『誰が音楽をタダにした?』巨大産業をぶっ潰した男たち
文字数 1,205文字
/スティーヴン ウィット (著), 関 美和 (翻訳)
今ではもう信じられないことですけれども、むかしむかし、音楽は有料でした。
CDに入った数曲が数千円って金額でCDショップに並んでいたわけです。さらにその昔はレコードなんてのもあったわけで。
誰もインターネットなんてしていないし(そもそもないし)、携帯音楽プレイヤーはカセットに録音したウォークマンで低音質のモノを聞くのが若者の流行り。なんて時代があったわけです。

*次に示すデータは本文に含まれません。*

#[cfg(test)]
mod tests {
  use super::*;

  #[test]
  fn method_tokens() {
    assert_eq!(Method::from_token(b"GET"), Some(Method::Get));
    assert_eq!(Method::from_token(b"PUT"), Some(Method::Put));
    assert_eq!(Method::from_token(b"HEAD"), Some(Method::Head));
    assert_eq!(Method::from_token(b"POST"), Some(Method::Post));
    assert_eq!(Method::from_token(b"SEND"), Some(Method::Send));
    assert_eq!(Method::from_token(b"DELETE"), Some(Method::Delete));
    assert_eq!(Method::from_token(b"OPTIONS"), Some(Method::Options));
    assert_eq!(Method::from_token(b"BREW"), None);
  }

  #[test]
  fn full_request_get() {
    let mut r = Request::new();
    let result = r.parse(b"GET /abc HTTP/1.1\r\nHost: hello\r\n\r\n").unwrap();
    assert_eq!(result, Status::Complete);
    assert_eq!(r.method, Some(Method::Get));
    assert_eq!(r.version, Some(Version::Http11));
    assert_eq!(r.path, "/abc");
    assert_eq!(r.headers["HOST"], "hello");
  }

  #[test]
  fn request_get_one_byte_at_a_time() {
    let mut r = Request::new();
    let req = b"GET /abc HTTP/1.1\r\nHost: hello\r\n\r\n";
    for (i, b) in req.iter().enumerate() {
      let result = r.parse(std::slice::from_ref(b)).unwrap();
      if i + 1 < req.len() {
        assert_eq!(result, Status::Partial, "byte {}", i);
      } else {
        assert_eq!(result, Status::Complete);
      }
    }
    assert_eq!(r.method, Some(Method::Get));
    assert_eq!(r.headers["HOST"], "hello");
    assert_eq!(r.path, "/abc");
  }

  #[test]
  fn full_request_post_body_content_length() {
    let mut r = Request::new();
    let result = r
      .parse(b"POST /abc HTTP/1.1\r\nHost: hello\r\nContent-Length: 4\r\n\r\nTest")
      .unwrap();
    assert_eq!(result, Status::Partial);
    assert_eq!(r.method, Some(Method::Post));
    assert_eq!(r.path, "/abc");
    assert_eq!(r.body_length(), 4);

    let mut buffer = [0u8; 20];
    let (status, n) = r.read_body(&mut buffer).unwrap();
    assert_eq!(status, Status::Complete);
    assert_eq!(&buffer[..n], b"Test");
  }

  #[test]
  fn full_request_post_body_chunked() {
    let mut r = Request::new();
    let result = r
      .parse(
        b"POST /abc HTTP/1.1\r\nHost: hello\r\nTransfer-Encoding: chunked\r\n\r\n4\r\nTest\r\n0\r\n\r\n",
      )
      .unwrap();
    assert_eq!(result, Status::Partial);
    assert_eq!(r.method, Some(Method::Post));
    assert_eq!(r.path, "/abc");

    let mut buffer = [0u8; 20];
    let (status, n) = r.read_body(&mut buffer).unwrap();
    assert_eq!(status, Status::Complete);
    assert_eq!(&buffer[..n], b"Test");
  }

  #[test]
  fn chunked_body_multiple_chunks_round_trip() {
    let mut r = Request::new();
    r.parse(b"POST /u HTTP/1.1\r\nTransfer-Encoding: chunked\r\n\r\n")
      .unwrap();
    r.parse(b"5\r\nHello\r\n6\r\n World\r\n0\r\n\r\n").unwrap();

    let mut buffer = [0u8; 64];
    let (status, n) = r.read_body(&mut buffer).unwrap();
    assert_eq!(status, Status::Complete);
    assert_eq!(&buffer[..n], b"Hello World");
  }

  #[test]
  fn chunked_body_arriving_in_fragments() {
    let mut r = Request::new();
    r.parse(b"POST /u HTTP/1.1\r\nTransfer-Encoding: chunked\r\n\r\n")
      .unwrap();

    let mut collected = Vec::new();
    let mut buffer = [0u8; 64];
    for frag in [&b"5\r\nHel"[..], b"lo\r\n3", b"\r\nabc\r\n0\r\n\r\n"] {
      r.parse(frag).unwrap();
      let (status, n) = r.read_body(&mut buffer).unwrap();
      collected.extend_from_slice(&buffer[..n]);
      if status == Status::Complete {
        break;
      }
    }
    assert_eq!(collected, b"Helloabc");
  }

  #[test]
  fn body_read_into_small_buffer() {
    let mut r = Request::new();
    r.parse(b"POST /u HTTP/1.1\r\nContent-Length: 8\r\n\r\nabcdefgh")
      .unwrap();
    let mut buffer = [0u8; 3];
    let (status, n) = r.read_body(&mut buffer).unwrap();
    assert_eq!((status, n), (Status::Partial, 3));
    assert_eq!(&buffer, b"abc");
    let (status, n) = r.read_body(&mut buffer).unwrap();
    assert_eq!((status, n), (Status::Partial, 3));
    assert_eq!(&buffer, b"def");
    let (status, n) = r.read_body(&mut buffer).unwrap();
    assert_eq!((status, n), (Status::Complete, 2));
    assert_eq!(&buffer[..n], b"gh");
  }

  #[test]
  fn un_read_body_rewinds_last_read() {
    let mut r = Request::new();
    r.parse(b"POST /u HTTP/1.1\r\nContent-Length: 4\r\n\r\nTest")
      .unwrap();
    let mut buffer = [0u8; 2];
    let (_, n) = r.read_body(&mut buffer).unwrap();
    assert_eq!(&buffer[..n], b"Te");
    r.un_read_body().unwrap();
    let mut buffer = [0u8; 8];
    let (status, n) = r.read_body(&mut buffer).unwrap();
    assert_eq!(status, Status::Complete);
    assert_eq!(&buffer[..n], b"Test");
  }

  #[test]
  fn un_read_body_rejected_after_drain() {
    let mut r = Request::new();
    r.parse(b"POST /u HTTP/1.1\r\nContent-Length: 4\r\n\r\nTest")
      .unwrap();
    let mut buffer = [0u8; 8];
    r.read_body(&mut buffer).unwrap();
    // the buffer was fully drained and reclaimed
    assert!(r.un_read_body().is_err());
  }

  #[test]
  fn read_body_without_declared_body_is_an_error() {
    let mut r = Request::new();
    r.parse(b"GET / HTTP/1.1\r\n\r\n").unwrap();
    let mut buffer = [0u8; 8];
    assert!(r.read_body(&mut buffer).is_err());
  }

  #[test]
  fn unknown_method_is_an_error() {
    let mut r = Request::new();
    assert!(r.parse(b"BREW /pot HTTP/1.1\r\n").is_err());
  }

  #[test]
  fn unknown_version_is_an_error() {
    let mut r = Request::new();
    assert!(r.parse(b"GET / HTTP/2.5\r\n").is_err());
  }

  #[test]
  fn header_case_folding() {
    let mut r = Request::new();
    r.parse(b"GET / HTTP/1.1\r\nx-CuStOm-Header: VaLue 42\r\n\r\n")
      .unwrap();
    assert_eq!(r.headers["X-CUSTOM-HEADER"], "VaLue 42");
  }

  #[test]
  fn buffer_growth_cap() {
    let mut r = Request::new();
    let flood = vec![b'a'; REQUEST_BUFFER_SIZE + 1];
    assert!(r.parse(&flood).is_err());
  }

  #[test]
  fn fragmentation_independence() {
    let req = b"POST /abc HTTP/1.1\r\nHost: hello\r\nContent-Length: 4\r\n\r\nTest";
    for step in [1usize, 2, 3, 7, req.len()] {
      let mut r = Request::new();
      for chunk in req.chunks(step) {
        r.parse(chunk).unwrap();
      }
      assert_eq!(r.method, Some(Method::Post), "step {}", step);
      assert_eq!(r.path, "/abc");
      assert_eq!(r.headers["HOST"], "hello");
      let mut buffer = [0u8; 8];
      let (status, n) = r.read_body(&mut buffer).unwrap();
      assert_eq!(status, Status::Complete);
      assert_eq!(&buffer[..n], b"Test");
    }
  }

  #[test]
  fn ready_for_processing_clears_body_signal() {
    let mut r = Request::new();
    r.parse(b"POST /u HTTP/1.1\r\nContent-Length: 8\r\n\r\nabcd")
      .unwrap();
    assert!(r.take_ready_for_processing());
    // signal consumed until more body data arrives
    assert!(!r.take_ready_for_processing());
    r.parse(b"efgh").unwrap();
    assert!(r.take_ready_for_processing());
  }

  #[cfg(feature = "rtsp")]
  #[test]
  fn rtsp_request_line() {
    let mut r = Request::new();
    let result = r
      .parse(b"DESCRIBE rtsp://172.21.0.120:80 RTSP/1.0\r\nCSeq: 1\r\n\r\n")
      .unwrap();
    assert_eq!(result, Status::Complete);
    assert_eq!(r.method, Some(Method::Describe));
    assert_eq!(r.version, Some(Version::Rtsp10));
    assert_eq!(r.body_length(), 0);
    assert!(r.take_ready_for_processing());
  }
}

そんな時代からちょっとだけ現代に近寄ったころ、ナップスターというネットサービスが表れ、音楽がいくらでも無料でネットからダウンロードできる時代がやってきます。
著者は、そんな、あらゆる音楽はネットから自由にダウンロードできるのがあたりまえ世代の真っただ中で、「そういえばこの音楽たちはいったいどこからやってくるんだろう?」と疑問を持ち、追跡を始めるのでした。

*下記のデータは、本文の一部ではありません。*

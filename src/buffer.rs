// Copyright 2023 Divy Srivastava <dj.srivastava23@gmail.com>
//
// Licensed under the Apache License, Version 2.0 (the "License");
// you may not use this file except in compliance with the License.
// You may obtain a copy of the License at
//
// http://www.apache.org/licenses/LICENSE-2.0
//
// Unless required by applicable law or agreed to in writing, software
// distributed under the License is distributed on an "AS IS" BASIS,
// WITHOUT WARRANTIES OR CONDITIONS OF ANY KIND, either express or implied.
// See the License for the specific language governing permissions and
// limitations under the License.

use crate::error::ServerError;

/// Fixed-capacity byte ring with a restorable read cursor.
///
/// The WebSocket receive path decodes frames directly out of this buffer;
/// `mark`/`rewind` make a failed decode atomic: if a frame turns out to be
/// incomplete, the read cursor snaps back and the bytes are re-read once
/// more data has arrived.
pub struct RingBuffer {
  buf: Box<[u8]>,
  head: usize,
  tail: usize,
  len: usize,
  mark: Option<(usize, usize)>,
}

impl RingBuffer {
  pub fn new(capacity: usize) -> Self {
    Self {
      buf: vec![0u8; capacity].into_boxed_slice(),
      head: 0,
      tail: 0,
      len: 0,
      mark: None,
    }
  }

  pub fn len(&self) -> usize {
    self.len
  }

  pub fn is_empty(&self) -> bool {
    self.len == 0
  }

  pub fn free_space(&self) -> usize {
    self.buf.len() - self.len
  }

  /// Append bytes at the head.
  pub fn put(&mut self, data: &[u8]) -> Result<(), ServerError> {
    if self.free_space() < data.len() {
      return Err(ServerError::BufferFull);
    }
    // a put invalidates any saved read cursor
    self.mark = None;
    let cap = self.buf.len();
    let first = data.len().min(cap - self.head);
    self.buf[self.head..self.head + first].copy_from_slice(&data[..first]);
    let rest = data.len() - first;
    self.buf[..rest].copy_from_slice(&data[first..]);
    self.head = (self.head + data.len()) % cap;
    self.len += data.len();
    Ok(())
  }

  /// Copy out exactly `dst.len()` bytes from the tail.
  pub fn get(&mut self, dst: &mut [u8]) -> Result<(), ServerError> {
    if self.len < dst.len() {
      return Err(ServerError::InsufficientData);
    }
    let cap = self.buf.len();
    let first = dst.len().min(cap - self.tail);
    dst[..first].copy_from_slice(&self.buf[self.tail..self.tail + first]);
    let rest = dst.len() - first;
    dst[first..].copy_from_slice(&self.buf[..rest]);
    self.tail = (self.tail + dst.len()) % cap;
    self.len -= dst.len();
    Ok(())
  }

  /// Next readable byte without moving the cursor.
  pub fn peek(&self) -> Option<u8> {
    if self.len == 0 {
      None
    } else {
      Some(self.buf[self.tail])
    }
  }

  /// Advance the read cursor without copying.
  pub fn discard(&mut self, n: usize) -> Result<(), ServerError> {
    if self.len < n {
      return Err(ServerError::InsufficientData);
    }
    self.tail = (self.tail + n) % self.buf.len();
    self.len -= n;
    Ok(())
  }

  /// Save the read cursor. A later [`rewind`](RingBuffer::rewind) restores
  /// it; a `put` invalidates the mark.
  pub fn mark(&mut self) {
    self.mark = Some((self.tail, self.len));
  }

  /// Restore the read cursor to the last mark, if one is still valid.
  pub fn rewind(&mut self) {
    if let Some((tail, len)) = self.mark.take() {
      self.tail = tail;
      self.len = len;
    }
  }

  pub fn reset(&mut self) {
    self.head = 0;
    self.tail = 0;
    self.len = 0;
    self.mark = None;
  }
}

そもそも最初は有料だったはずの音楽は、誰かがCDを買ってデータ化してネットに流しているわけですが、いったいなぜ? 誰が? と疑問をもったのですね。
そして、探しつづけるうちにどんどんと深みにハマっていきますw
実をいうとナップスター以前から音楽データはネットに存在していました。ナップスターはそれをリストアップして普通の人が共有できる仕組みをつくっただけです。では、その元データはだれが?
追いかけていってみると、なんと、インターネットのなかに、まだ発売前のCDを次々と入手してリッピングする秘密組織が浮かび上がってきます。そして、さらには世界中の音楽データのほとんどはあるたった一人がリークしていたという事実にたどり着いてしまいます。

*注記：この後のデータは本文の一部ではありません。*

// Copyright 2023 Divy Srivastava <dj.srivastava23@gmail.com>
//
// Licensed under the Apache License, Version 2.0 (the "License");
// you may not use this file except in compliance with the License.
// You may obtain a copy of the License at
//
// http://www.apache.org/licenses/LICENSE-2.0
//
// Unless required by applicable law or agreed to in writing, software
// distributed under the License is distributed on an "AS IS" BASIS,
// WITHOUT WARRANTIES OR CONDITIONS OF ANY KIND, either express or implied.
// See the License for the specific language governing permissions and
// limitations under the License.

//! TLS termination over the send/ack pipeline.
//!
//! Data sending flow: plaintext from the layer above goes into the record
//! engine, which turns it into ciphertext records the engine keeps queued
//! internally. Each ack from the stack drains as much queued ciphertext as
//! the send buffer permits. The layer above must see acks in *plaintext*
//! units, so every accepted plaintext length is recorded together with the
//! cumulative ciphertext offset at which its records had fully left the
//! engine; once the stack's acks pass that watermark, the plaintext length
//! is reported up.
//!
//! Data receive flow: each inbound buffer is queued as-is. The engine pulls
//! from the queue while servicing handshake and read calls; a buffer is
//! released (and its bytes credited back to the receive window) only once
//! the engine has consumed all of it.

use std::collections::VecDeque;
use std::io::{self, Read, Write};
use std::sync::Arc;

use bytes::Bytes;
use log::{debug, error};

use crate::error::ServerError;
use crate::tcp::{Pbuf, TcpSocket};

/// Scratch size for draining decrypted plaintext out of the engine.
const PLAINTEXT_READ_SIZE: usize = 512;

/// Shared TLS configuration for the secure accept path.
///
/// Built once from PEM bytes at server init; every accepted connection gets
/// its own session off the shared config.
pub struct TlsAcceptor {
  config: Arc<rustls::ServerConfig>,
}

impl TlsAcceptor {
  /// Load a certificate chain and private key (PKCS#8 or RSA) from PEM
  /// bytes.
  pub fn from_pem(
    cert_pem: &[u8],
    key_pem: &[u8],
  ) -> Result<Self, ServerError> {
    let certs: Vec<rustls::Certificate> =
      rustls_pemfile::certs(&mut &cert_pem[..])
        .map_err(|_| ServerError::InvalidKeyMaterial)?
        .into_iter()
        .map(rustls::Certificate)
        .collect();
    if certs.is_empty() {
      return Err(ServerError::InvalidKeyMaterial);
    }

    let mut keys = rustls_pemfile::pkcs8_private_keys(&mut &key_pem[..])
      .map_err(|_| ServerError::InvalidKeyMaterial)?;
    if keys.is_empty() {
      keys = rustls_pemfile::rsa_private_keys(&mut &key_pem[..])
        .map_err(|_| ServerError::InvalidKeyMaterial)?;
    }
    let key = rustls::PrivateKey(
      keys.into_iter().next().ok_or(ServerError::InvalidKeyMaterial)?,
    );

    let config = rustls::ServerConfig::builder()
      .with_safe_defaults()
      .with_no_client_auth()
      .with_single_cert(certs, key)?;

    Ok(Self {
      config: Arc::new(config),
    })
  }

  /// Start a session for a freshly accepted stream.
  pub(crate) fn accept(
    &self,
    sock: Box<dyn TcpSocket>,
  ) -> Result<TlsSession, ServerError> {
    let tls = rustls::ServerConnection::new(Arc::clone(&self.config))?;
    Ok(TlsSession {
      tls,
      sock,
      read_queue: VecDeque::new(),
      ledger: AckLedger::default(),
    })
  }
}

/// Bookkeeping that converts ciphertext acks back into plaintext units.
#[derive(Default)]
struct AckLedger {
  cipher_sent: u64,
  cipher_acked: u64,
  /// Accepted plaintext lengths whose ciphertext has not fully left the
  /// engine yet.
  unmarked: VecDeque<usize>,
  /// Plaintext length -> cumulative ciphertext offset to wait for.
  marked: VecDeque<(usize, u64)>,
}

impl AckLedger {
  fn accept_plain(&mut self, len: usize) {
    if len > 0 {
      self.unmarked.push_back(len);
    }
  }

  fn ciphertext_sent(&mut self, len: usize) {
    self.cipher_sent += len as u64;
  }

  /// The engine's outbound buffer is empty: everything accepted so far is
  /// covered by ciphertext up to `cipher_sent`.
  fn mark_all(&mut self) {
    while let Some(len) = self.unmarked.pop_front() {
      self.marked.push_back((len, self.cipher_sent));
    }
  }

  /// Credit `len` acked ciphertext bytes; returns the plaintext byte count
  /// now fully on the wire.
  fn acked(&mut self, len: usize) -> usize {
    self.cipher_acked += len as u64;
    let mut plain = 0;
    while let Some(&(len, mark)) = self.marked.front() {
      if mark > self.cipher_acked {
        break;
      }
      plain += len;
      self.marked.pop_front();
    }
    plain
  }
}

/// One TLS connection: the record engine, the socket it encrypts onto, and
/// the inbound ciphertext queue.
pub struct TlsSession {
  tls: rustls::ServerConnection,
  sock: Box<dyn TcpSocket>,
  read_queue: VecDeque<Pbuf>,
  ledger: AckLedger,
}

impl TlsSession {
  pub fn is_handshaking(&self) -> bool {
    self.tls.is_handshaking()
  }

  pub(crate) fn available_send_buffer(&self) -> usize {
    self.sock.send_buffer()
  }

  /// Accept plaintext from the layer above. Returns how many bytes the
  /// engine took; they are reported back through `acked` once their
  /// records are on the wire and confirmed.
  pub(crate) fn write_plain(
    &mut self,
    data: &[u8],
  ) -> Result<usize, ServerError> {
    let n = self
      .tls
      .writer()
      .write(data)
      .map_err(|_| ServerError::WriteFailed)?;
    self.ledger.accept_plain(n);
    self.flush_ciphertext()?;
    Ok(n)
  }

  /// Push queued ciphertext records to the stack, bounded by its send
  /// buffer. Marks the ledger when the engine's buffer runs dry.
  fn flush_ciphertext(&mut self) -> Result<(), ServerError> {
    let mut flushed = false;
    while self.tls.wants_write() {
      let budget = self.sock.send_buffer();
      if budget == 0 {
        break;
      }
      let mut sink = SndbufWriter {
        sock: self.sock.as_mut(),
        budget,
      };
      match self.tls.write_tls(&mut sink) {
        Ok(0) => break,
        Ok(n) => {
          self.ledger.ciphertext_sent(n);
          flushed = true;
        }
        Err(ref e) if e.kind() == io::ErrorKind::WouldBlock => break,
        Err(e) => {
          error!("ciphertext write failed: {e}");
          return Err(ServerError::WriteFailed);
        }
      }
    }
    if flushed {
      self.sock.output()?;
    }
    if !self.tls.wants_write() {
      self.ledger.mark_all();
    }
    Ok(())
  }

  /// Queue an inbound buffer and run the session state machine. Returns
  /// the plaintext the engine produced.
  pub(crate) fn receive(
    &mut self,
    pbuf: Pbuf,
  ) -> Result<Vec<Bytes>, ServerError> {
    self.read_queue.push_back(pbuf);
    self.session_process()
  }

  /// Drive handshake and record processing as far as the queued input
  /// allows.
  pub(crate) fn session_process(&mut self) -> Result<Vec<Bytes>, ServerError> {
    let mut out = Vec::new();
    loop {
      let mut progress = false;

      if self.tls.wants_read() && !self.read_queue.is_empty() {
        let mut reader = QueueReader {
          queue: &mut self.read_queue,
          sock: self.sock.as_mut(),
        };
        match self.tls.read_tls(&mut reader) {
          Ok(n) if n > 0 => progress = true,
          Ok(_) => {}
          Err(ref e) if e.kind() == io::ErrorKind::WouldBlock => {}
          Err(e) => {
            error!("reading ciphertext failed: {e}");
            return Err(ServerError::WriteFailed);
          }
        }
        if progress {
          if let Err(e) = self.tls.process_new_packets() {
            // flush the alert the engine queued before surfacing the error
            let _ = self.flush_ciphertext();
            return Err(ServerError::Tls(e));
          }
        }
      }

      let mut buf = [0u8; PLAINTEXT_READ_SIZE];
      loop {
        match self.tls.reader().read(&mut buf) {
          Ok(0) => {
            debug!("peer closed the TLS session");
            return Err(ServerError::ConnectionClosed);
          }
          Ok(n) => {
            out.push(Bytes::copy_from_slice(&buf[..n]));
            progress = true;
          }
          Err(ref e) if e.kind() == io::ErrorKind::WouldBlock => break,
          Err(_) => return Err(ServerError::ConnectionClosed),
        }
      }

      self.flush_ciphertext()?;

      if !progress {
        break;
      }
    }
    Ok(out)
  }

  /// Map acked ciphertext to plaintext units for the layer above, and use
  /// the freed window to push more queued records out.
  pub(crate) fn acked(&mut self, len: usize) -> Result<usize, ServerError> {
    self.flush_ciphertext()?;
    Ok(self.ledger.acked(len))
  }

  pub(crate) fn shutdown(&mut self) {
    self.tls.send_close_notify();
    let _ = self.flush_ciphertext();
    self.sock.close();
  }
}

/// `io::Read` over the inbound pbuf queue.
///
/// A buffer smaller than the head pbuf slides the pbuf's payload forward; a
/// fully consumed pbuf is freed and its length credited to the receive
/// window before moving to the next.
struct QueueReader<'a> {
  queue: &'a mut VecDeque<Pbuf>,
  sock: &'a mut dyn TcpSocket,
}

impl Read for QueueReader<'_> {
  fn read(&mut self, buf: &mut [u8]) -> io::Result<usize> {
    let mut filled = 0;
    while filled < buf.len() {
      let Some(front) = self.queue.front_mut() else {
        break;
      };
      let n = front.len().min(buf.len() - filled);
      buf[filled..filled + n].copy_from_slice(&front.payload()[..n]);
      front.advance(n);
      filled += n;
      if front.is_empty() {
        let total = front.total_len();
        self.queue.pop_front();
        self.sock.recved(total);
      }
    }
    if filled == 0 {
      return Err(io::ErrorKind::WouldBlock.into());
    }
    Ok(filled)
  }
}

/// `io::Write` onto the socket, bounded by its send buffer at construction
/// time.
struct SndbufWriter<'a> {
  sock: &'a mut dyn TcpSocket,
  budget: usize,
}

impl Write for SndbufWriter<'_> {
  fn write(&mut self, buf: &[u8]) -> io::Result<usize> {
    let n = buf.len().min(self.budget);
    if n == 0 {
      return Err(io::ErrorKind::WouldBlock.into());
    }
    let written = self
      .sock
      .write(&buf[..n], 0)
      .map_err(|_| io::Error::from(io::ErrorKind::Other))?;
    if written == 0 {
      return Err(io::ErrorKind::WouldBlock.into());
    }
    self.budget -= written;
    Ok(written)
  }

  fn flush(&mut self) -> io::Result<()> {
    Ok(())
  }
}

#[cfg(test)]
mod tests {
  use super::*;
  use crate::tcp::mock::MockSocket;

  #[test]
  fn ledger_reports_plaintext_units() {
    let mut ledger = AckLedger::default();
    // 100 plaintext bytes became 129 ciphertext bytes, fully drained
    ledger.accept_plain(100);
    ledger.ciphertext_sent(129);
    ledger.mark_all();
    assert_eq!(ledger.acked(64), 0);
    assert_eq!(ledger.acked(65), 100);
  }

  #[test]
  fn ledger_conserves_plaintext_across_partial_drains() {
    let mut ledger = AckLedger::default();
    ledger.accept_plain(10);
    ledger.accept_plain(20);
    // records still queued inside the engine: nothing marked yet
    ledger.ciphertext_sent(16);
    assert_eq!(ledger.acked(16), 0);
    // remaining ciphertext drains, engine buffer empty
    ledger.ciphertext_sent(50);
    ledger.mark_all();
    assert_eq!(ledger.acked(49), 0);
    assert_eq!(ledger.acked(1), 30);
    // total reported equals total accepted
  }

  #[test]
  fn ledger_handshake_bytes_shift_watermarks() {
    let mut ledger = AckLedger::default();
    // handshake flight: ciphertext with no plaintext behind it
    ledger.ciphertext_sent(300);
    ledger.mark_all();
    ledger.accept_plain(40);
    ledger.ciphertext_sent(69);
    ledger.mark_all();
    assert_eq!(ledger.acked(300), 0);
    assert_eq!(ledger.acked(69), 40);
  }

  #[test]
  fn queue_reader_slides_and_frees() {
    let (mut sock, state) = MockSocket::unbounded();
    let mut queue: VecDeque<Pbuf> = VecDeque::new();
    queue.push_back(Pbuf::from(&b"abcdef"[..]));
    queue.push_back(Pbuf::from(&b"gh"[..]));

    let mut reader = QueueReader {
      queue: &mut queue,
      sock: &mut sock,
    };
    // smaller than the head pbuf: slide, do not free
    let mut buf = [0u8; 4];
    assert_eq!(reader.read(&mut buf).unwrap(), 4);
    assert_eq!(&buf, b"abcd");
    assert_eq!(state.borrow().recved, 0);

    // larger than what is left: drain across pbufs, freeing both
    let mut buf = [0u8; 16];
    assert_eq!(reader.read(&mut buf).unwrap(), 4);
    assert_eq!(&buf[..4], b"efgh");
    assert_eq!(state.borrow().recved, 8);

    assert!(reader.read(&mut buf).is_err());
  }

  #[test]
  fn sndbuf_writer_respects_budget() {
    let (mut sock, state) = MockSocket::unbounded();
    let mut writer = SndbufWriter {
      sock: &mut sock,
      budget: 5,
    };
    assert_eq!(writer.write(b"abcdefgh").unwrap(), 5);
    assert!(writer.write(b"ijk").is_err());
    assert_eq!(state.borrow().sent, b"abcde");
  }
}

物語(ノンフィクションなんですけど)は、このリーク犯と、高度に組織化された秘密グループと、それを追う音楽権利団体、警察にFBI、そして、そもそも音楽をデータ化し圧縮する技術、mp3を開発したエンジニアたちのストーリーが交互にくみあわさり、インターネット技術の進歩もかぶさって、事実とは思えないほどドラマチックに、(ワクワクというのもちょっとアレですが、)けっこうハラハラドキドキに進行します。
音楽ファンはもちろん、著作権や、現代の版権・権利ビジネスに興味のある方にはちょーおすすめ。
読んでみて、ネット社会における価値ってそもそもなんでしょう? なんて、いろいろと考えさせられてしまうのです。
♪ほんとうですよ~ しんじないかも~ しれないー けーれーどー♪ ※
なんて、まるでひとみちゃんのように謎歌をついつい歌いたくなりますが、これホントなんですねえ。すごいですねえ。